The framework that brought this level of accountability to the Gates Foundation was forged decades earlier inside the hyper-competitive corridors of Intel under the legendary leadership of Andy Grove. One of the young engineers who learned this goal-setting discipline directly from Grove was John Doerr. After leaving Intel, Doerr became one of Silicon Valley's most influential venture capitalists, carrying Grove's powerful system with him. He introduced it to hundreds of entrepreneurs, including the young founders of Google, watching it fuel explosive growth time and again. After decades of seeing this approach turn ambitious visions into reality, he decided to document it for everyone. Measure What Matters is his distillation of a lifetime spent helping great ideas achieve their true impact.

Module 1: The Core System — Objectives and Key Results

The entire framework rests on a deceptively simple idea. You need to separate your goals into two parts. First, the Objective. Second, the Key Results.

The Objective is the what. It's the significant, concrete, and inspirational goal you want to achieve. It should be ambitious. It should make you a little uncomfortable. Think of it as the destination you want to reach. An objective like "Dominate the mid-range microcomputer market" is clear and motivating.

But an objective alone is just a dream. You need a way to measure your progress. That's where Key Results come in. Key Results are the measurable outcomes that prove you've achieved your objective. They are the how. They are the results themselves. A good Key Result for dominating the market could be "Win ten new designs for the 8085 microprocessor this quarter." It’s specific. It’s measurable. You either did it or you didn't. There's no ambiguity.

This structure forces discipline. Andy Grove’s key innovation was applying this output-measurement principle to knowledge work. He wanted to avoid what Peter Drucker called the "activity trap," where people are busy but not productive. By defining success with measurable outcomes, OKRs shift the focus from activity to impact. The conversation shifts to, "What progress did you make toward our Key Results?"
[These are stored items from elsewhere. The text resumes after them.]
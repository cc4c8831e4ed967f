use crate::audio::constants::{RING_BUFFER_CAPACITY, SPECTRUM_FLOOR_DB};
use crate::audio::fft_engine::{FftEngine, FftOrder};
use crate::audio::ring_buffer::{Consumer, LockFreeRingBuffer, Producer};

/// One dB-scaled magnitude spectrum, indexed by FFT bin (`size / 2` bins)
#[derive(Debug, PartialEq)]
pub struct AnalysisFrame {
    bins: Vec<f32>,
}

impl Clone for AnalysisFrame {
    fn clone(&self) -> Self {
        Self {
            bins: self.bins.clone(),
        }
    }

    // Reuses the allocation when moving frames through the ring buffer
    fn clone_from(&mut self, source: &Self) {
        self.bins.clone_from(&source.bins);
    }
}

impl AnalysisFrame {
    /// A frame of `num_bins` bins at the analyser floor
    pub fn silent(num_bins: usize) -> Self {
        Self {
            bins: vec![SPECTRUM_FLOOR_DB; num_bins],
        }
    }

    pub fn from_bins(bins: Vec<f32>) -> Self {
        Self { bins }
    }

    pub fn bins(&self) -> &[f32] {
        &self.bins
    }

    pub fn len(&self) -> usize {
        self.bins.len()
    }

    pub fn is_empty(&self) -> bool {
        self.bins.is_empty()
    }

    /// Transform size this frame was computed with
    pub fn fft_size(&self) -> usize {
        self.bins.len() * 2
    }

    /// Centre frequency of bin `index`
    pub fn bin_frequency(&self, index: usize, sample_rate: f32) -> f32 {
        index as f32 * sample_rate / self.fft_size() as f32
    }

    /// Index of the loudest bin, `None` for an empty frame
    pub fn peak_bin(&self) -> Option<usize> {
        self.bins
            .iter()
            .enumerate()
            .max_by(|a, b| a.1.total_cmp(b.1))
            .map(|(index, _)| index)
    }
}

#[derive(Debug, Clone, Copy, PartialEq, Eq)]
pub enum AnalyzerState {
    /// Fewer than one full window of samples seen since the last reset
    Accumulating,
    /// The rolling window holds a complete window
    Ready,
}

/// Sliding-window spectrum analyser.
///
/// Incoming blocks shift the rolling window left and fill its tail, so frames
/// overlap as much as the block rate allows. Frames are queued in an internal
/// ring buffer and pulled by the display side.
pub struct SpectrumAnalyzer {
    fft_engine: FftEngine,
    rolling_window: Vec<f32>,
    filled: usize,
    scratch_frame: AnalysisFrame,
    frame_producer: Producer<AnalysisFrame>,
    frame_consumer: Consumer<AnalysisFrame>,
}

impl SpectrumAnalyzer {
    pub fn new(order: FftOrder) -> Self {
        let fft_engine = FftEngine::new(order);
        let size = fft_engine.size();
        let scratch_frame = AnalysisFrame::silent(fft_engine.num_bins());
        let (frame_producer, frame_consumer) =
            LockFreeRingBuffer::new(RING_BUFFER_CAPACITY, &scratch_frame).split();

        Self {
            fft_engine,
            rolling_window: vec![0.0; size],
            filled: 0,
            scratch_frame,
            frame_producer,
            frame_consumer,
        }
    }

    pub fn order(&self) -> FftOrder {
        self.fft_engine.order()
    }

    pub fn size(&self) -> usize {
        self.rolling_window.len()
    }

    pub fn state(&self) -> AnalyzerState {
        if self.filled >= self.size() {
            AnalyzerState::Ready
        } else {
            AnalyzerState::Accumulating
        }
    }

    /// Slide `block` into the window. A block longer than the window only
    /// contributes its newest `size` samples.
    pub fn push_block(&mut self, block: &[f32]) {
        let size = self.size();
        let block = &block[block.len().saturating_sub(size)..];
        let n = block.len();

        self.rolling_window.copy_within(n.., 0);
        self.rolling_window[size - n..].copy_from_slice(block);
        self.filled = (self.filled + n).min(size);
    }

    /// Transform the current window and queue the frame.
    ///
    /// Returns `false` when no frame was queued: the window is still
    /// accumulating, the transform failed or the frame queue is full.
    /// Non-finite bins are kept as they are for the display side to skip.
    pub fn produce_frame(&mut self) -> bool {
        if self.state() != AnalyzerState::Ready {
            return false;
        }

        if !self
            .fft_engine
            .process(&self.rolling_window, &mut self.scratch_frame.bins)
        {
            return false;
        }

        self.frame_producer.push(&self.scratch_frame)
    }

    /// Oldest queued frame, if any. Never blocks.
    pub fn pull_frame(&mut self) -> Option<AnalysisFrame> {
        let mut frame = AnalysisFrame::silent(0);
        self.pull_frame_into(&mut frame).then_some(frame)
    }

    /// Like [`pull_frame`](Self::pull_frame) but reuses `frame`'s allocation
    pub fn pull_frame_into(&mut self, frame: &mut AnalysisFrame) -> bool {
        self.frame_consumer.pop(frame)
    }

    pub fn queued_frames(&self) -> usize {
        self.frame_consumer.len()
    }

    /// Rebuild for a new transform size. Buffered samples and queued frames are
    /// discarded.
    pub fn set_order(&mut self, order: FftOrder) {
        nih_plug::nih_debug!(
            "Spectrum analyser reset: FFT order {} -> {}",
            self.order().order(),
            order.order()
        );
        *self = Self::new(order);
    }

    /// Discard buffered samples and queued frames, keeping the transform size
    pub fn reset(&mut self) {
        self.rolling_window.fill(0.0);
        self.filled = 0;
        self.frame_consumer.clear();
    }
}
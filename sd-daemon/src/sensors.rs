//! The daemon's live sensor set
//!
//! Sensors are created from configuration records and replaced or removed
//! when configuration changes. A sensor is only dropped after its poll task
//! has drained, so no read completes into a half-torn-down object.

use std::cell::RefCell;
use std::collections::BTreeMap;
use std::rc::Rc;

use tracing::{debug, error, info, warn};

use sd_core::constants::timing;
use sd_core::{
    spawn_poller, spawn_timeout_watch, ExternalSensor, HwmonFileSource, JsonThresholdStore,
    PollHandle, PollSchedule, Result, SensorConfig, SensorContext, SensorCore, SensorDirectory,
    SensorError, SharedSensor,
};
use sd_protocol::escape_path_for_bus;

enum LiveSensor {
    Polled {
        sensor: SharedSensor,
        poller: PollHandle,
    },
    External {
        sensor: Rc<RefCell<ExternalSensor>>,
        watch: Option<PollHandle>,
    },
}

impl LiveSensor {
    fn name(&self) -> String {
        match self {
            LiveSensor::Polled { sensor, .. } => sensor.borrow().name().to_string(),
            LiveSensor::External { sensor, .. } => sensor.borrow().core().name().to_string(),
        }
    }

    /// Stop background work, wait for it to drain, then drop the sensor
    async fn retire(self) {
        let name = self.name();
        match self {
            LiveSensor::Polled { sensor, poller } => {
                poller.shutdown().await;
                if Rc::strong_count(&sensor) > 1 {
                    warn!(sensor = %name, "Sensor still referenced after poller drained");
                }
                drop(sensor);
            }
            LiveSensor::External { sensor, watch } => {
                if let Some(watch) = watch {
                    watch.shutdown().await;
                }
                drop(sensor);
            }
        }
        debug!(sensor = %name, "Sensor retired");
    }
}

/// Outcome of applying a configuration
#[derive(Debug, Default, Clone, Copy, PartialEq, Eq)]
pub struct ApplyStats {
    pub created: usize,
    pub replaced: usize,
    pub removed: usize,
    pub unchanged: usize,
    pub failed: usize,
}

pub struct SensorSet {
    context: SensorContext,
    store: Option<Rc<JsonThresholdStore>>,
    directory: SensorDirectory,
    live: BTreeMap<String, (SensorConfig, LiveSensor)>,
}

impl SensorSet {
    pub fn new(
        context: SensorContext,
        store: Option<Rc<JsonThresholdStore>>,
        directory: SensorDirectory,
    ) -> Self {
        Self {
            context,
            store,
            directory,
            live: BTreeMap::new(),
        }
    }

    pub fn len(&self) -> usize {
        self.live.len()
    }

    /// Bring the live set in line with `configs`.
    ///
    /// A failing record only costs that one sensor.
    pub async fn apply(&mut self, configs: BTreeMap<String, SensorConfig>) -> ApplyStats {
        let mut stats = ApplyStats::default();

        let gone: Vec<String> = self
            .live
            .keys()
            .filter(|path| !configs.contains_key(*path))
            .cloned()
            .collect();
        for path in gone {
            if let Some((_, sensor)) = self.live.remove(&path) {
                sensor.retire().await;
                stats.removed += 1;
            }
        }

        for (path, config) in configs {
            let replacing = match self.live.get(&path) {
                Some((current, _)) if *current == config => {
                    stats.unchanged += 1;
                    continue;
                }
                Some(_) => true,
                None => false,
            };

            if let Some((_, old)) = self.live.remove(&path) {
                old.retire().await;
            }

            match self.build(&path, &config) {
                Ok(sensor) => {
                    self.live.insert(path, (config, sensor));
                    if replacing {
                        stats.replaced += 1;
                    } else {
                        stats.created += 1;
                    }
                }
                Err(e) => {
                    error!(config = %path, sensor = %config.name, "Failed to create sensor: {}", e);
                    stats.failed += 1;
                }
            }
        }

        info!(
            created = stats.created,
            replaced = stats.replaced,
            removed = stats.removed,
            unchanged = stats.unchanged,
            failed = stats.failed,
            "Sensor configuration applied"
        );
        stats
    }

    /// Retire every sensor
    pub async fn shutdown(&mut self) {
        let live = std::mem::take(&mut self.live);
        for (_, (_, sensor)) in live {
            sensor.retire().await;
        }
    }

    /// Bus names double as directory keys, so two records may not share one
    fn check_unique_name(&self, path: &str, config: &SensorConfig) -> Result<()> {
        let name = escape_path_for_bus(&config.name);
        let taken = self
            .live
            .iter()
            .find(|(other, entry)| other.as_str() != path && escape_path_for_bus(&entry.0.name) == name);
        match taken {
            Some((other, _)) => Err(SensorError::invalid_config(
                "Name",
                format!("{} is already used by {}", config.name, other),
            )),
            None => Ok(()),
        }
    }

    fn build(&self, path: &str, config: &SensorConfig) -> Result<LiveSensor> {
        self.check_unique_name(path, config)?;
        let mut definition = config.to_definition(path)?;
        if let Some(store) = self.store.as_ref() {
            let applied = store.apply(path, &mut definition.thresholds);
            if applied > 0 {
                debug!(sensor = %config.name, applied, "Applied persisted thresholds");
            }
        }

        if config.is_external() {
            let sensor = ExternalSensor::new(definition, config.timeout(), self.context.clone())?;
            let sensor = Rc::new(RefCell::new(sensor));
            let watch = config
                .timeout()
                .map(|_| spawn_timeout_watch(&sensor, timing::EXTERNAL_TIMEOUT_CHECK));
            return Ok(LiveSensor::External { sensor, watch });
        }

        // Validate the source before anything is registered
        let source = HwmonFileSource::from_config(config)?;
        let mut core = SensorCore::new(definition, self.context.clone())?;
        let key = core.name().to_string();
        core.attach_directory(self.directory.clone(), key);

        let sensor = Rc::new(RefCell::new(core));
        let poller = spawn_poller(&sensor, source, PollSchedule::new(config.poll_interval()));
        Ok(LiveSensor::Polled { sensor, poller })
    }
}
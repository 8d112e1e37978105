//! Input validation for sensor definitions and on-disk files
//!
//! Everything here runs before a sensor is registered, so a bad definition
//! never leaves a half-published object behind.

use std::path::Path;

use sd_protocol::path_for_units;

use crate::constants::limits;
use crate::error::{Result, SensorError};

/// Validate a sensor name as given in configuration
pub fn validate_sensor_name(name: &str) -> Result<()> {
    if name.trim().is_empty() {
        return Err(SensorError::InvalidSensorName("name cannot be empty".into()));
    }

    if name.len() > limits::MAX_SENSOR_NAME_LEN {
        return Err(SensorError::InvalidSensorName(format!(
            "'{}' exceeds maximum length of {} characters",
            name,
            limits::MAX_SENSOR_NAME_LEN
        )));
    }

    if name.chars().any(char::is_control) {
        return Err(SensorError::InvalidSensorName(format!(
            "'{}' contains control characters",
            name.escape_default()
        )));
    }

    Ok(())
}

/// Map units to their object path segment, rejecting anything not allowed
pub fn validate_units(units: &str) -> Result<&'static str> {
    path_for_units(units).ok_or_else(|| SensorError::UnitsNotAllowed(units.to_string()))
}

/// Reading range must be finite and non-empty
pub fn validate_bounds(min: f64, max: f64) -> Result<()> {
    if !min.is_finite() || !max.is_finite() {
        return Err(SensorError::invalid_config(
            "MinReading/MaxReading",
            "bounds must be finite",
        ));
    }
    if min >= max {
        return Err(SensorError::invalid_config(
            "MinReading/MaxReading",
            format!("min {} must be below max {}", min, max),
        ));
    }
    Ok(())
}

/// Reject files larger than `max_size` before reading them into memory
pub fn validate_file_size(path: &Path, max_size: u64) -> Result<()> {
    let metadata = std::fs::metadata(path).map_err(|e| SensorError::FileRead {
        path: path.to_path_buf(),
        source: e,
    })?;

    if metadata.len() > max_size {
        return Err(SensorError::FileTooLarge {
            path: path.to_path_buf(),
            size: metadata.len(),
            max_size,
        });
    }

    Ok(())
}
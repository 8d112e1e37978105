//! Peer sensor directory
//!
//! Sensors that other sensors depend on (a CPU's Tcontrol feeding its core
//! temperature thresholds, for example) publish their latest value here under
//! a key. Dependents get a read-only [`DirectoryReader`] at construction and
//! poll it; nothing here is process-global.

use std::collections::HashMap;
use std::sync::Arc;

use parking_lot::RwLock;

#[derive(Debug, Clone, Copy)]
struct Entry {
    value: f64,
    generation: u64,
}

fn same_value(a: f64, b: f64) -> bool {
    a == b || (a.is_nan() && b.is_nan())
}

/// Writable directory handle held by the sensor owner
#[derive(Debug, Clone, Default)]
pub struct SensorDirectory {
    entries: Arc<RwLock<HashMap<String, Entry>>>,
}

impl SensorDirectory {
    pub fn new() -> Self {
        Self::default()
    }

    /// Record the latest value for `key`. The generation only moves when the
    /// value actually changes.
    pub fn update(&self, key: &str, value: f64) {
        let mut entries = self.entries.write();
        match entries.get_mut(key) {
            Some(entry) if same_value(entry.value, value) => {}
            Some(entry) => {
                entry.value = value;
                entry.generation += 1;
            }
            None => {
                entries.insert(key.to_string(), Entry { value, generation: 0 });
            }
        }
    }

    pub fn remove(&self, key: &str) {
        self.entries.write().remove(key);
    }

    pub fn reader(&self) -> DirectoryReader {
        DirectoryReader {
            entries: Arc::clone(&self.entries),
        }
    }
}

/// Read-only view handed to dependent sensors
#[derive(Debug, Clone)]
pub struct DirectoryReader {
    entries: Arc<RwLock<HashMap<String, Entry>>>,
}

impl DirectoryReader {
    pub fn get(&self, key: &str) -> Option<f64> {
        self.entries.read().get(key).map(|e| e.value)
    }

    pub fn contains(&self, key: &str) -> bool {
        self.entries.read().contains_key(key)
    }

    pub fn keys(&self) -> Vec<String> {
        let mut keys: Vec<String> = self.entries.read().keys().cloned().collect();
        keys.sort();
        keys
    }

    pub fn watch(&self, key: impl Into<String>) -> PeerWatch {
        PeerWatch {
            reader: self.clone(),
            key: key.into(),
            last_seen: None,
        }
    }

    fn entry(&self, key: &str) -> Option<Entry> {
        self.entries.read().get(key).copied()
    }
}

/// Tracks one peer and reports each new value once
#[derive(Debug, Clone)]
pub struct PeerWatch {
    reader: DirectoryReader,
    key: String,
    last_seen: Option<u64>,
}

impl PeerWatch {
    pub fn key(&self) -> &str {
        &self.key
    }

    /// Current peer value, if the peer is registered
    pub fn current(&self) -> Option<f64> {
        self.reader.get(&self.key)
    }

    /// Returns the peer value if it changed since the last call
    pub fn changed(&mut self) -> Option<f64> {
        let entry = match self.reader.entry(&self.key) {
            Some(entry) => entry,
            None => {
                // Peer went away; a re-registration counts as new
                self.last_seen = None;
                return None;
            }
        };
        if self.last_seen == Some(entry.generation) {
            return None;
        }
        self.last_seen = Some(entry.generation);
        Some(entry.value)
    }
}

#[cfg(test)]
mod tests {
    use super::*;

    #[test]
    fn test_reader_sees_writer_updates() {
        let dir = SensorDirectory::new();
        let reader = dir.reader();
        assert_eq!(reader.get("Tcontrol_CPU1"), None);

        dir.update("Tcontrol_CPU1", 85.0);
        assert_eq!(reader.get("Tcontrol_CPU1"), Some(85.0));
        assert_eq!(reader.keys(), vec!["Tcontrol_CPU1".to_string()]);

        dir.remove("Tcontrol_CPU1");
        assert!(!reader.contains("Tcontrol_CPU1"));
    }

    #[test]
    fn test_watch_reports_each_change_once() {
        let dir = SensorDirectory::new();
        let mut watch = dir.reader().watch("peer");
        assert_eq!(watch.changed(), None);

        dir.update("peer", 1.0);
        assert_eq!(watch.changed(), Some(1.0));
        assert_eq!(watch.changed(), None);

        dir.update("peer", 1.0);
        assert_eq!(watch.changed(), None);

        dir.update("peer", 2.0);
        assert_eq!(watch.changed(), Some(2.0));
    }

    #[test]
    fn test_watch_sees_reregistration() {
        let dir = SensorDirectory::new();
        let mut watch = dir.reader().watch("peer");
        dir.update("peer", 5.0);
        assert_eq!(watch.changed(), Some(5.0));

        dir.remove("peer");
        assert_eq!(watch.changed(), None);
        dir.update("peer", 5.0);
        assert_eq!(watch.changed(), Some(5.0));
    }
}
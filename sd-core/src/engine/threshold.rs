//! Threshold definitions and alarm evaluation
//!
//! A sensor carries up to eight thresholds, one per (level, direction) pair.
//! Each threshold owns its alarm state and reports an [`AlarmEdge`] only when
//! that state flips, so consumers see every assertion exactly once.
//!
//! # Boundary semantics
//!
//! - **High**: asserts when `value > trigger`, clears when
//!   `value <= trigger - hysteresis`.
//! - **Low**: asserts when `value < trigger`, clears when
//!   `value >= trigger + hysteresis`.
//!
//! NaN readings never change alarm state.

use sd_protocol::{threshold_property, Direction, Level, ThresholdProperty, ThresholdSnapshot};

use crate::constants::sensor as sensor_const;
use crate::error::{Result, SensorError};

/// A single threshold: trigger value, hysteresis band and alarm state
#[derive(Debug, Clone)]
pub struct Threshold {
    pub level: Level,
    pub direction: Direction,
    pub value: f64,
    /// NaN until a default is applied from the owning sensor's range
    pub hysteresis: f64,
    pub alarm_active: bool,
}

impl Threshold {
    pub fn new(level: Level, direction: Direction, value: f64) -> Self {
        Self {
            level,
            direction,
            value,
            hysteresis: f64::NAN,
            alarm_active: false,
        }
    }

    pub fn with_hysteresis(mut self, hysteresis: f64) -> Self {
        self.hysteresis = hysteresis;
        self
    }

    pub fn property(&self) -> &'static ThresholdProperty {
        threshold_property(self.level, self.direction)
    }

    /// Same definition (ignores alarm state)
    pub fn same_definition(&self, other: &Threshold) -> bool {
        self.level == other.level
            && self.direction == other.direction
            && self.value == other.value
            && (self.hysteresis == other.hysteresis
                || (self.hysteresis.is_nan() && other.hysteresis.is_nan()))
    }

    fn band(&self) -> f64 {
        if self.hysteresis.is_nan() {
            0.0
        } else {
            self.hysteresis
        }
    }

    /// Apply a reading; returns the new alarm state if it flipped
    fn evaluate(&mut self, reading: f64) -> Option<bool> {
        if reading.is_nan() {
            return None;
        }

        let (crossed, cleared) = match self.direction {
            Direction::High => (reading > self.value, reading <= self.value - self.band()),
            Direction::Low => (reading < self.value, reading >= self.value + self.band()),
        };

        if !self.alarm_active && crossed {
            self.alarm_active = true;
            Some(true)
        } else if self.alarm_active && cleared {
            self.alarm_active = false;
            Some(false)
        } else {
            None
        }
    }
}

/// An alarm transition produced by [`ThresholdSet::evaluate`]
#[derive(Debug, Clone, Copy, PartialEq)]
pub struct AlarmEdge {
    pub level: Level,
    pub direction: Direction,
    pub asserted: bool,
    pub reading: f64,
    pub trigger: f64,
}

impl AlarmEdge {
    pub fn alarm_property(&self) -> &'static str {
        threshold_property(self.level, self.direction).alarm_property
    }
}

/// Ordered collection of thresholds, at most one per (level, direction)
#[derive(Debug, Clone, Default)]
pub struct ThresholdSet {
    thresholds: Vec<Threshold>,
}

impl ThresholdSet {
    /// Validate and sort a threshold list
    pub fn new(mut thresholds: Vec<Threshold>) -> Result<Self> {
        if thresholds.len() > sensor_const::MAX_THRESHOLDS {
            return Err(SensorError::invalid_config(
                "Thresholds",
                format!(
                    "{} thresholds defined, max {}",
                    thresholds.len(),
                    sensor_const::MAX_THRESHOLDS
                ),
            ));
        }

        for (i, t) in thresholds.iter().enumerate() {
            let name = t.property().level_property;
            if !t.value.is_finite() {
                return Err(SensorError::invalid_threshold(name, "trigger value must be finite"));
            }
            if !t.hysteresis.is_nan() && (t.hysteresis < 0.0 || t.hysteresis.is_infinite()) {
                return Err(SensorError::invalid_threshold(
                    name,
                    "hysteresis must be a non-negative number",
                ));
            }
            if thresholds[..i]
                .iter()
                .any(|o| o.level == t.level && o.direction == t.direction)
            {
                return Err(SensorError::invalid_threshold(name, "defined more than once"));
            }
        }

        thresholds.sort_by_key(|t| (t.level, t.direction == Direction::Low));
        Ok(Self { thresholds })
    }

    pub fn empty() -> Self {
        Self::default()
    }

    /// Give every threshold without its own hysteresis the sensor default
    pub fn apply_default_hysteresis(&mut self, hysteresis: f64) {
        for t in &mut self.thresholds {
            if t.hysteresis.is_nan() {
                t.hysteresis = hysteresis;
            }
        }
    }

    /// Evaluate every threshold in ascending severity order.
    ///
    /// All thresholds are independent; crossing a lower level never
    /// suppresses evaluation of a higher one.
    pub fn evaluate(&mut self, reading: f64) -> Vec<AlarmEdge> {
        self.thresholds
            .iter_mut()
            .filter_map(|t| {
                t.evaluate(reading).map(|asserted| AlarmEdge {
                    level: t.level,
                    direction: t.direction,
                    asserted,
                    reading,
                    trigger: t.value,
                })
            })
            .collect()
    }

    pub fn get(&self, level: Level, direction: Direction) -> Option<&Threshold> {
        self.thresholds
            .iter()
            .find(|t| t.level == level && t.direction == direction)
    }

    /// Change the trigger value of an existing threshold
    pub fn set_value(&mut self, level: Level, direction: Direction, value: f64) -> Result<&Threshold> {
        let name = threshold_property(level, direction).level_property;
        if !value.is_finite() {
            return Err(SensorError::invalid_threshold(name, "trigger value must be finite"));
        }
        let threshold = self
            .thresholds
            .iter_mut()
            .find(|t| t.level == level && t.direction == direction)
            .ok_or_else(|| SensorError::invalid_threshold(name, "not defined on this sensor"))?;
        threshold.value = value;
        Ok(threshold)
    }

    /// Swap in a new definition set, keeping alarm state for pairs that survive.
    ///
    /// Returns false (and changes nothing) when the definitions are identical.
    pub fn replace(&mut self, mut other: ThresholdSet) -> bool {
        let identical = self.thresholds.len() == other.thresholds.len()
            && self
                .thresholds
                .iter()
                .zip(other.thresholds.iter())
                .all(|(a, b)| a.same_definition(b));
        if identical {
            return false;
        }

        for t in &mut other.thresholds {
            if let Some(old) = self.get(t.level, t.direction) {
                t.alarm_active = old.alarm_active;
            }
        }
        *self = other;
        true
    }

    /// True if any alarm at `level` or above is asserted
    pub fn any_alarm_at_or_above(&self, level: Level) -> bool {
        self.thresholds
            .iter()
            .any(|t| t.level >= level && t.alarm_active)
    }

    pub fn iter(&self) -> impl Iterator<Item = &Threshold> {
        self.thresholds.iter()
    }

    pub fn len(&self) -> usize {
        self.thresholds.len()
    }

    pub fn is_empty(&self) -> bool {
        self.thresholds.is_empty()
    }

    pub fn snapshot(&self) -> Vec<ThresholdSnapshot> {
        self.thresholds
            .iter()
            .map(|t| ThresholdSnapshot {
                level: t.level,
                direction: t.direction,
                value: t.value,
                alarm: t.alarm_active,
            })
            .collect()
    }
}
This might sound like other goal-setting methods, like Management by Objectives, or MBOs. But Grove made critical changes. Traditional MBOs were often private, set annually, and tied directly to bonuses. This encouraged people to set safe, easily achievable goals. Grove’s system flipped this. First, OKRs are public and transparent for everyone in the organization to see. This creates alignment. When John Doerr was an intern at Intel, he could see the CEO's OKRs. This meant he understood exactly how his work contributed to the company's top priorities.

Furthermore, OKRs are set on a much faster cadence, typically quarterly. This keeps the organization agile. If a Key Result is no longer relevant, you can change it next quarter. You're not locked into an outdated annual plan. This rhythm builds what Doerr calls "goal muscle." It takes a few cycles to get it right, but once you do, the entire organization moves with a new level of focus and speed.